- _WHAT IS NEEDED_
Copy out the complete listing, word for word.

= = = =

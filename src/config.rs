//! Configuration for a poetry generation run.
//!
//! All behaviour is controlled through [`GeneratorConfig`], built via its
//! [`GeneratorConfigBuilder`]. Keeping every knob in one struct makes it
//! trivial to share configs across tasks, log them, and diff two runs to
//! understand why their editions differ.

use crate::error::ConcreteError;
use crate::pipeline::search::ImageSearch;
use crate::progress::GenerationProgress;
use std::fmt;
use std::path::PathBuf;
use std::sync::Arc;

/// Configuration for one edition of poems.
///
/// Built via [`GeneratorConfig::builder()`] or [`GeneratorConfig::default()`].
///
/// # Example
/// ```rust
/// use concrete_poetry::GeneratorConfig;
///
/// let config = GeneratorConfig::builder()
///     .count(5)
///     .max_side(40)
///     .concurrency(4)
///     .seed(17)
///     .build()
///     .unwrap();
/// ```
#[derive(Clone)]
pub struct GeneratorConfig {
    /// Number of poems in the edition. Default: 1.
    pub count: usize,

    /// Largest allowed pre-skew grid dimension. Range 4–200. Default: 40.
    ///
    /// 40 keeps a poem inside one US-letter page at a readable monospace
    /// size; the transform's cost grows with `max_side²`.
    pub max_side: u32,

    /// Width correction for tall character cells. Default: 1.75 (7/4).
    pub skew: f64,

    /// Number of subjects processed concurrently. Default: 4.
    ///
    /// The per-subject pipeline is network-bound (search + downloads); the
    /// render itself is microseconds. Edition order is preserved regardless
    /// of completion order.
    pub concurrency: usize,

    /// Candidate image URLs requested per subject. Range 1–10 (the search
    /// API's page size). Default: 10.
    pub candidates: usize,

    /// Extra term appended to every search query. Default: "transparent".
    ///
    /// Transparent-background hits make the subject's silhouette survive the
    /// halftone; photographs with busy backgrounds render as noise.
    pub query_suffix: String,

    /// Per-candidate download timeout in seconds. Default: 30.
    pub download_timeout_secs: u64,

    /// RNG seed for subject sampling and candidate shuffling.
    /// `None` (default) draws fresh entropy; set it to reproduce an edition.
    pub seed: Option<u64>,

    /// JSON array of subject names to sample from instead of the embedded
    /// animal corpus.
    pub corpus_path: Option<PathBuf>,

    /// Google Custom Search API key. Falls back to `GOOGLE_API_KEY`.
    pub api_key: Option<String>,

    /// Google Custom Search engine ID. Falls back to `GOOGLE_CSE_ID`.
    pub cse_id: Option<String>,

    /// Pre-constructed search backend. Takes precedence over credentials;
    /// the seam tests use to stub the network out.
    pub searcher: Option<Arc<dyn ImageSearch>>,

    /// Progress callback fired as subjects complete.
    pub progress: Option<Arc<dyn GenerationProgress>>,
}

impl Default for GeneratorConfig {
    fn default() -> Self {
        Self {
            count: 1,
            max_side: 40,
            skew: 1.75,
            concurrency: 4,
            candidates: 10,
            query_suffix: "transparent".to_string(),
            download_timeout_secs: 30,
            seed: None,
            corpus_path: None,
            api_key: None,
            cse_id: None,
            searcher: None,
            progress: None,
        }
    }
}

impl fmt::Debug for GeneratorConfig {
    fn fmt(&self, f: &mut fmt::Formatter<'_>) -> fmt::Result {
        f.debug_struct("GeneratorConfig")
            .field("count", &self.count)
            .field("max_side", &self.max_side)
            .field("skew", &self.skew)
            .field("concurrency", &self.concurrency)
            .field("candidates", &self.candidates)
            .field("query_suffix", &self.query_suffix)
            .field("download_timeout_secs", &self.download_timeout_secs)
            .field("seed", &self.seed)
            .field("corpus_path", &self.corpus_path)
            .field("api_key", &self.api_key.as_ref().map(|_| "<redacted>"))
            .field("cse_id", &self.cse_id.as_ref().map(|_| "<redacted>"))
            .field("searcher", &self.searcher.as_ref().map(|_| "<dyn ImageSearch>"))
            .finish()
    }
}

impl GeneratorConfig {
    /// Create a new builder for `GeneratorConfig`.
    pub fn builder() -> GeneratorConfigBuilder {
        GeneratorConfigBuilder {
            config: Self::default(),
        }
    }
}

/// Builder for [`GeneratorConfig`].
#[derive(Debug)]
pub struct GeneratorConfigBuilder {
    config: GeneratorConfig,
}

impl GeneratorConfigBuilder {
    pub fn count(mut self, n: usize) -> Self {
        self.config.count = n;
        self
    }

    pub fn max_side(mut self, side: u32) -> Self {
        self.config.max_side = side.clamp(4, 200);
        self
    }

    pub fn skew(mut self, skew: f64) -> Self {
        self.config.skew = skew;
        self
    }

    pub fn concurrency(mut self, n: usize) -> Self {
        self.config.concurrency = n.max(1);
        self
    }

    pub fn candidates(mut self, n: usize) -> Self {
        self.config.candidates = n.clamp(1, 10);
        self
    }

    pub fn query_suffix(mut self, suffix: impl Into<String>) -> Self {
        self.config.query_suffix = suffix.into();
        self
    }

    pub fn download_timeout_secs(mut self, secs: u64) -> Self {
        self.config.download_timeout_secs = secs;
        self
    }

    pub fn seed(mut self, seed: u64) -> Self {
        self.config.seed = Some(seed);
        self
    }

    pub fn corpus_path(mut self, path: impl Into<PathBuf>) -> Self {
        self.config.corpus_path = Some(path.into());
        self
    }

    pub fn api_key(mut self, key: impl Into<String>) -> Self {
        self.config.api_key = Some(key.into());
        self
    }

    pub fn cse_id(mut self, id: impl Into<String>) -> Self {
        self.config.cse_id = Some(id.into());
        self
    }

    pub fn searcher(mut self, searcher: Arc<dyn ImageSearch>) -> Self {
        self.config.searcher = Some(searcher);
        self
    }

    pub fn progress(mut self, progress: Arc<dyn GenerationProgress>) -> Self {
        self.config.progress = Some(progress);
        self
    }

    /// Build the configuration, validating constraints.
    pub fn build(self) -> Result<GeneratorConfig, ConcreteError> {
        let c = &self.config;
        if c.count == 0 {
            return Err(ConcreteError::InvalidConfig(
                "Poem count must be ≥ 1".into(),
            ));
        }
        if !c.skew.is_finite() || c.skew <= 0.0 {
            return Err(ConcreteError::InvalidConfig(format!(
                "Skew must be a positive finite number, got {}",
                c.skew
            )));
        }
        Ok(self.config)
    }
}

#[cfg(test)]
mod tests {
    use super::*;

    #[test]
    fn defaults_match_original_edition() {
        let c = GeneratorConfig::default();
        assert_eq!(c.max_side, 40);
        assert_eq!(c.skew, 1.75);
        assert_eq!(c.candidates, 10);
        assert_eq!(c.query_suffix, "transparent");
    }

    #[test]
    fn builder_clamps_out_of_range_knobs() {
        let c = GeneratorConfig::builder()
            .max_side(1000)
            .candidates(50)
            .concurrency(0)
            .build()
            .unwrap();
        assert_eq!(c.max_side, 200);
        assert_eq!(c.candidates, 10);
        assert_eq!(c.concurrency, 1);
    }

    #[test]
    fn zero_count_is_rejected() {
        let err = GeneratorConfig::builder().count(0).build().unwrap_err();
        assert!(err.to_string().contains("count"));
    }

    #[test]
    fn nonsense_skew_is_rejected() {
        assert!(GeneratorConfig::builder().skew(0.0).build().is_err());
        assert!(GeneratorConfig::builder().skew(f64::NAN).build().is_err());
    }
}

= = = =

- _EXERCISE OUTPUT_
filename src/config.rs
//! Configuration for a poetry generation run.
//!
//! All behaviour is controlled through [`GeneratorConfig`], built via its
//! [`GeneratorConfigBuilder`]. Keeping every knob in one struct makes it
//! trivial to share configs across tasks, log them, and diff two runs to
//! understand why their editions differ.

use crate::error::ConcreteError;
use crate::pipeline::search::ImageSearch;
use crate::progress::GenerationProgress;
use std::fmt;
use std::path::PathBuf;
use std::sync::Arc;

/// Configuration for one edition of poems.
///
/// Built via [`GeneratorConfig::builder()`] or [`GeneratorConfig::default()`].
///
/// # Example
/// ```rust
/// use concrete_poetry::GeneratorConfig;
///
/// let config = GeneratorConfig::builder()
///     .count(5)
///     .max_side(40)
///     .concurrency(4)
///     .seed(17)
///     .build()
///     .unwrap();
/// ```
#[derive(Clone)]
pub struct GeneratorConfig {
    /// Number of poems in the edition. Default: 1.
    pub count: usize,

    /// Largest allowed pre-skew grid dimension. Range 4–200. Default: 40.
    ///
    /// 40 keeps a poem inside one US-letter page at a readable monospace
    /// size; the transform's cost grows with `max_side²`.
    pub max_side: u32,

    /// Width correction for tall character cells. Default: 1.75 (7/4).
    pub skew: f64,

    /// Number of subjects processed concurrently. Default: 4.
    ///
    /// The per-subject pipeline is network-bound (search + downloads); the
    /// render itself is microseconds. Edition order is preserved regardless
    /// of completion order.
    pub concurrency: usize,

    /// Candidate image URLs requested per subject. Range 1–10 (the search
    /// API's page size). Default: 10.
    pub candidates: usize,

    /// Extra term appended to every search query. Default: "transparent".
    ///
    /// Transparent-background hits make the subject's silhouette survive the
    /// halftone; photographs with busy backgrounds render as noise.
    pub query_suffix: String,

    /// Per-candidate download timeout in seconds. Default: 30.
    pub download_timeout_secs: u64,

    /// RNG seed for subject sampling and candidate shuffling.
    /// `None` (default) draws fresh entropy; set it to reproduce an edition.
    pub seed: Option<u64>,

    /// JSON array of subject names to sample from instead of the embedded
    /// animal corpus.
    pub corpus_path: Option<PathBuf>,

    /// Google Custom Search API key. Falls back to `GOOGLE_API_KEY`.
    pub api_key: Option<String>,

    /// Google Custom Search engine ID. Falls back to `GOOGLE_CSE_ID`.
    pub cse_id: Option<String>,

    /// Pre-constructed search backend. Takes precedence over credentials;
    /// the seam tests use to stub the network out.
    pub searcher: Option<Arc<dyn ImageSearch>>,

    /// Progress callback fired as subjects complete.
    pub progress: Option<Arc<dyn GenerationProgress>>,
}

impl Default for GeneratorConfig {
    fn default() -> Self {
        Self {
            count: 1,
            max_side: 40,
            skew: 1.75,
            concurrency: 4,
            candidates: 10,
            query_suffix: "transparent".to_string(),
            download_timeout_secs: 30,
            seed: None,
            corpus_path: None,
            api_key: None,
            cse_id: None,
            searcher: None,
            progress: None,
        }
    }
}

impl fmt::Debug for GeneratorConfig {
    fn fmt(&self, f: &mut fmt::Formatter<'_>) -> fmt::Result {
        f.debug_struct("GeneratorConfig")
            .field("count", &self.count)
            .field("max_side", &self.max_side)
            .field("skew", &self.skew)
            .field("concurrency", &self.concurrency)
            .field("candidates", &self.candidates)
            .field("query_suffix", &self.query_suffix)
            .field("download_timeout_secs", &self.download_timeout_secs)
            .field("seed", &self.seed)
            .field("corpus_path", &self.corpus_path)
            .field("api_key", &self.api_key.as_ref().map(|_| "<redacted>"))
            .field("cse_id", &self.cse_id.as_ref().map(|_| "<redacted>"))
            .field("searcher", &self.searcher.as_ref().map(|_| "<dyn ImageSearch>"))
            .finish()
    }
}

impl GeneratorConfig {
    /// Create a new builder for `GeneratorConfig`.
    pub fn builder() -> GeneratorConfigBuilder {
        GeneratorConfigBuilder {
            config: Self::default(),
        }
    }
}

/// Builder for [`GeneratorConfig`].
#[derive(Debug)]
pub struct GeneratorConfigBuilder {
    config: GeneratorConfig,
}

impl GeneratorConfigBuilder {
    pub fn count(mut self, n: usize) -> Self {
        self.config.count = n;
        self
    }

    pub fn max_side(mut self, side: u32) -> Self {
        self.config.max_side = side.clamp(4, 200);
        self
    }

    pub fn skew(mut self, skew: f64) -> Self {
        self.config.skew = skew;
        self
    }

    pub fn concurrency(mut self, n: usize) -> Self {
        self.config.concurrency = n.max(1);
        self
    }

    pub fn candidates(mut self, n: usize) -> Self {
        self.config.candidates = n.clamp(1, 10);
        self
    }

    pub fn query_suffix(mut self, suffix: impl Into<String>) -> Self {
        self.config.query_suffix = suffix.into();
        self
    }

    pub fn download_timeout_secs(mut self, secs: u64) -> Self {
        self.config.download_timeout_secs = secs;
        self
    }

    pub fn seed(mut self, seed: u64) -> Self {
        self.config.seed = Some(seed);
        self
    }

    pub fn corpus_path(mut self, path: impl Into<PathBuf>) -> Self {
        self.config.corpus_path = Some(path.into());
        self
    }

    pub fn api_key(mut self, key: impl Into<String>) -> Self {
        self.config.api_key = Some(key.into());
        self
    }

    pub fn cse_id(mut self, id: impl Into<String>) -> Self {
        self.config.cse_id = Some(id.into());
        self
    }

    pub fn searcher(mut self, searcher: Arc<dyn ImageSearch>) -> Self {
        self.config.searcher = Some(searcher);
        self
    }

    pub fn progress(mut self, progress: Arc<dyn GenerationProgress>) -> Self {
        self.config.progress = Some(progress);
        self
    }

    /// Build the configuration, validating constraints.
    pub fn build(self) -> Result<GeneratorConfig, ConcreteError> {
        let c = &self.config;
        if c.count == 0 {
            return Err(ConcreteError::InvalidConfig(
                "Poem count must be ≥ 1".into(),
            ));
        }
        if !c.skew.is_finite() || c.skew <= 0.0 {
            return Err(ConcreteError::InvalidConfig(format!(
                "Skew must be a positive finite number, got {}",
                c.skew
            )));
        }
        Ok(self.config)
    }
}

#[cfg(test)]
mod tests {
    use super::*;

    #[test]
    fn defaults_match_original_edition() {
        let c = GeneratorConfig::default();
        assert_eq!(c.max_side, 40);
        assert_eq!(c.skew, 1.75);
        assert_eq!(c.candidates, 10);
        assert_eq!(c.query_suffix, "transparent");
    }

    #[test]
    fn builder_clamps_out_of_range_knobs() {
        let c = GeneratorConfig::builder()
            .max_side(1000)
            .candidates(50)
            .concurrency(0)
            .build()
            .unwrap();
        assert_eq!(c.max_side, 200);
        assert_eq!(c.candidates, 10);
        assert_eq!(c.concurrency, 1);
    }

    #[test]
    fn zero_count_is_rejected() {
        let err = GeneratorConfig::builder().count(0).build().unwrap_err();
        assert!(err.to_string().contains("count"));
    }

    #[test]
    fn nonsense_skew_is_rejected() {
        assert!(GeneratorConfig::builder().skew(0.0).build().is_err());
        assert!(GeneratorConfig::builder().skew(f64::NAN).build().is_err());
    }
}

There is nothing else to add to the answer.